— Task item —
The answer required is how many lines of the following entries contain the word "impl", with no other words.

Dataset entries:
----

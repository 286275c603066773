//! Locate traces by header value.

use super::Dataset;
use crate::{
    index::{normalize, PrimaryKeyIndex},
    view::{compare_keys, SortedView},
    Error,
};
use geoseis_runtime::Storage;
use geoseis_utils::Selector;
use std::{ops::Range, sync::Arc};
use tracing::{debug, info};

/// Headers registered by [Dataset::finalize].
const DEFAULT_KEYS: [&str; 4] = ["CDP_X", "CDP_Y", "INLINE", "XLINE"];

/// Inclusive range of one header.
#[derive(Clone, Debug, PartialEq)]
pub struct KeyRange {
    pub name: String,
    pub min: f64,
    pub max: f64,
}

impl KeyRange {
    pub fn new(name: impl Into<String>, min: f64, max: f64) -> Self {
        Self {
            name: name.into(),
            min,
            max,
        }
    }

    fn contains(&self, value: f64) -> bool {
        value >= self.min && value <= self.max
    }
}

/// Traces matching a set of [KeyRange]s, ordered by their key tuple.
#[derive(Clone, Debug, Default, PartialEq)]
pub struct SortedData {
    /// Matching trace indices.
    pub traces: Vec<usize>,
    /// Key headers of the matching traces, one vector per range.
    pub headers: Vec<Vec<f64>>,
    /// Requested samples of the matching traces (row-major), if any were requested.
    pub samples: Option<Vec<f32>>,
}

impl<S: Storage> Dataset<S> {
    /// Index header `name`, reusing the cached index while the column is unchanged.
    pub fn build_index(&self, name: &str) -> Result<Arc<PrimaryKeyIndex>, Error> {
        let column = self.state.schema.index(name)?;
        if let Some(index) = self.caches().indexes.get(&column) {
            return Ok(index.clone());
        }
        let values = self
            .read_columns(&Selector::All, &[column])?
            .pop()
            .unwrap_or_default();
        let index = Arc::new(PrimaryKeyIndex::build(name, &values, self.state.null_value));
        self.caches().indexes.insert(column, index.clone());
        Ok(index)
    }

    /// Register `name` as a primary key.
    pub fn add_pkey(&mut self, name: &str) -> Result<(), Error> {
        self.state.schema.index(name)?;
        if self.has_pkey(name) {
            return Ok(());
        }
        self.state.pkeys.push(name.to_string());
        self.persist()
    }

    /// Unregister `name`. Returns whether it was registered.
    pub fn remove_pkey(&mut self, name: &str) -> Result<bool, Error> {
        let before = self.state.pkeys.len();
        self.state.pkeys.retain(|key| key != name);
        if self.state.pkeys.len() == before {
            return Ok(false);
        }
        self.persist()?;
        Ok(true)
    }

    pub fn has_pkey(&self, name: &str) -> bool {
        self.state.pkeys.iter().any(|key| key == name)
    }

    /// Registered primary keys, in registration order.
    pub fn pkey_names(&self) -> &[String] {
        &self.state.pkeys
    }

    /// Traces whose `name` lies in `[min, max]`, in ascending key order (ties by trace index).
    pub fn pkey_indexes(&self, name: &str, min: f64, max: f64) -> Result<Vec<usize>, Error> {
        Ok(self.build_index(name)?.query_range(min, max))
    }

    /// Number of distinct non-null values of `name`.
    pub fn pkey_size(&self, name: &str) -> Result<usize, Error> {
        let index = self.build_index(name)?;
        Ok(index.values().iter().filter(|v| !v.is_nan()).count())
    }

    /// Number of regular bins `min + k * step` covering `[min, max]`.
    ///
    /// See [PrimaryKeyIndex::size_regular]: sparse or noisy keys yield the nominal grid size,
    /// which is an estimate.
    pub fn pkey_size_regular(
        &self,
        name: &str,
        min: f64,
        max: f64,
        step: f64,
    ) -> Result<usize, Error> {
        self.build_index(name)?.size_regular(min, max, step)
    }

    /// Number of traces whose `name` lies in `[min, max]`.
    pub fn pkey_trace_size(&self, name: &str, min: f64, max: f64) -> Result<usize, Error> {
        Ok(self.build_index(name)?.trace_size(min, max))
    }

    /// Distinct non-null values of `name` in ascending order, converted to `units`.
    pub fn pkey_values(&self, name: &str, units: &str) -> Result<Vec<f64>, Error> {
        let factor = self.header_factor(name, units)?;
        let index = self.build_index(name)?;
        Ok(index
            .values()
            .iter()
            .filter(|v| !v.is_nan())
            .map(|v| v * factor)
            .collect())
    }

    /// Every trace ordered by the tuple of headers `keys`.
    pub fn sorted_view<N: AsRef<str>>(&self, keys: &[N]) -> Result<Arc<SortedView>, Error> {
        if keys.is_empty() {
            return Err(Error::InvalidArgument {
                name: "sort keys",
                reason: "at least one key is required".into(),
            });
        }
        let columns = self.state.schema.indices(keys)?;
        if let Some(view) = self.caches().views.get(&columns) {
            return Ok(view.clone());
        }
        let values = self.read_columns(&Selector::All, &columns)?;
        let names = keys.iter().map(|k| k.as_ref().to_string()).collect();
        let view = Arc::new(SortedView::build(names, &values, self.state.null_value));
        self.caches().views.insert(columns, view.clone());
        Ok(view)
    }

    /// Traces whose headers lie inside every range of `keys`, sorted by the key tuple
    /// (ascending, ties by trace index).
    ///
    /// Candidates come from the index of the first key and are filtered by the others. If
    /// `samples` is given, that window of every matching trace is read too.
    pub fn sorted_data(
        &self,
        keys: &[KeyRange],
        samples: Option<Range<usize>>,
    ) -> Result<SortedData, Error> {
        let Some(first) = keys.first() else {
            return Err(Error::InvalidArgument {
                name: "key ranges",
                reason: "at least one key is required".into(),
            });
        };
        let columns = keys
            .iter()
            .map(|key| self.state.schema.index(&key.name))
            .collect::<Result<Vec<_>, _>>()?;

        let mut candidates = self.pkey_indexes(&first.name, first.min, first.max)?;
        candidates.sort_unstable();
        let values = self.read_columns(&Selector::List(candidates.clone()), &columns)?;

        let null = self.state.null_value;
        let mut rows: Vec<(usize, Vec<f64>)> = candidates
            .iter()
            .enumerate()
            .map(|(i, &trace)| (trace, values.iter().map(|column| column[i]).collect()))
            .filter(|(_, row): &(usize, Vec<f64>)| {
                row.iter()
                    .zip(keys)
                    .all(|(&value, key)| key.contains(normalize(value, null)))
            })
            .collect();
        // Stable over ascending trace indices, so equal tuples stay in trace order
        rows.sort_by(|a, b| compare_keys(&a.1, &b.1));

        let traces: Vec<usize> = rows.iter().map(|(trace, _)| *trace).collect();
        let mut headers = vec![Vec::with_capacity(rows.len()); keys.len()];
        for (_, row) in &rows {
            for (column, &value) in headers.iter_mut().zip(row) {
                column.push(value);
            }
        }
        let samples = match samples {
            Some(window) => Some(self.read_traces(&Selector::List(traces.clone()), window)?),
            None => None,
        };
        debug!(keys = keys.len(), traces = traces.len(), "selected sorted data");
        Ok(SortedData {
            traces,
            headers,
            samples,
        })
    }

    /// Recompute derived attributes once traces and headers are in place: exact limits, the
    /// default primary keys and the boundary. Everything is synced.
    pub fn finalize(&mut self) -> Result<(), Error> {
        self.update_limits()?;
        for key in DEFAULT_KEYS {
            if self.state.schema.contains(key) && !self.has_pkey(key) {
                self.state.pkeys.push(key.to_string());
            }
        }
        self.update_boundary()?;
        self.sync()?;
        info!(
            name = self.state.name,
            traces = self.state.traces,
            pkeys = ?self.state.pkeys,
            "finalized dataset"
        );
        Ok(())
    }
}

----

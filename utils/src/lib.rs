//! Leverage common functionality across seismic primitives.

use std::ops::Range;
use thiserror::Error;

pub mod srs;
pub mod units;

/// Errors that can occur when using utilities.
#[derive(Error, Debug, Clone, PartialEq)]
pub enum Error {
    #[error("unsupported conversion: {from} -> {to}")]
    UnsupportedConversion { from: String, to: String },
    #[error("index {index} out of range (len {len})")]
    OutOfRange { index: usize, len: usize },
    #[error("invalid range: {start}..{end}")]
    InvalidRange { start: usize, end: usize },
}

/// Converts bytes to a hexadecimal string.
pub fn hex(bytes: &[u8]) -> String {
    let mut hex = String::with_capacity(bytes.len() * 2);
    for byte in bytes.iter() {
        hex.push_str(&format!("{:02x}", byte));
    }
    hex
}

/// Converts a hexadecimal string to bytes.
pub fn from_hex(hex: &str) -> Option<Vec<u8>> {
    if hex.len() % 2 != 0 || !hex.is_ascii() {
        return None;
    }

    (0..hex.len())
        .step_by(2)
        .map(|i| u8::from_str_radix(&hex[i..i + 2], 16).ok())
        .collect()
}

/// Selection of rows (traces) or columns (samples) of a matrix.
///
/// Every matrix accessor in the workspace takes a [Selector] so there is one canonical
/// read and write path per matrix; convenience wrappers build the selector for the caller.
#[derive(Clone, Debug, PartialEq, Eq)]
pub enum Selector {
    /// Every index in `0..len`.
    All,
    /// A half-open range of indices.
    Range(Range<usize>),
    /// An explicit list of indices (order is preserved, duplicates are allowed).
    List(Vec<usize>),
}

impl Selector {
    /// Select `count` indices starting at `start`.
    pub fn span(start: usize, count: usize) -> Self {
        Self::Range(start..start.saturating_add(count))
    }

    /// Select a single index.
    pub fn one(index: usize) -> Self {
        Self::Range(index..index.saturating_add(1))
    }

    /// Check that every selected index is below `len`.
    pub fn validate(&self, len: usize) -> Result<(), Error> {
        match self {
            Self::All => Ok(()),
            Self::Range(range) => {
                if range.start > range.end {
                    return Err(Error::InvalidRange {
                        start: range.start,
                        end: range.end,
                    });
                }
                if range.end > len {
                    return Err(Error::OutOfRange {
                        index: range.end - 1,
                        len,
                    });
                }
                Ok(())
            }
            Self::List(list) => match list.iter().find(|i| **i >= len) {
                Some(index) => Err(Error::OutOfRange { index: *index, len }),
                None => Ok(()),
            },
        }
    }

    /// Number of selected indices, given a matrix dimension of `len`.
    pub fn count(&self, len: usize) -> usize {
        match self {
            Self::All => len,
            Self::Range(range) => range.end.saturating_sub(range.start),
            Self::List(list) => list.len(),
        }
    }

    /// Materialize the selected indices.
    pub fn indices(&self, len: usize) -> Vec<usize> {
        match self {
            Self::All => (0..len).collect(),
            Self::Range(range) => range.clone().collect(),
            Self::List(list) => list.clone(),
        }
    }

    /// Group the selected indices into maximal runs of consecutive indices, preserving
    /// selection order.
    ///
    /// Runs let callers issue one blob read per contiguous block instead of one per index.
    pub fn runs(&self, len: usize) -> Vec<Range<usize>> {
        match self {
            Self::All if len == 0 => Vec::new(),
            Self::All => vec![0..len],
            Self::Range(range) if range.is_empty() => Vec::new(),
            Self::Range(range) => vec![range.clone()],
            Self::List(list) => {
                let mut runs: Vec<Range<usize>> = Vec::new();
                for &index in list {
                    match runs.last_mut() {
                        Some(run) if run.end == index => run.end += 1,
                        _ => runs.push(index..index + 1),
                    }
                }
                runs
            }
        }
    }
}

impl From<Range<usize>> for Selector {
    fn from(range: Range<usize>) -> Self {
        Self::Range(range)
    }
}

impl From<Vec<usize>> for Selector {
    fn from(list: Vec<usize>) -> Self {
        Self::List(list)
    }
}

----

— Response below —
6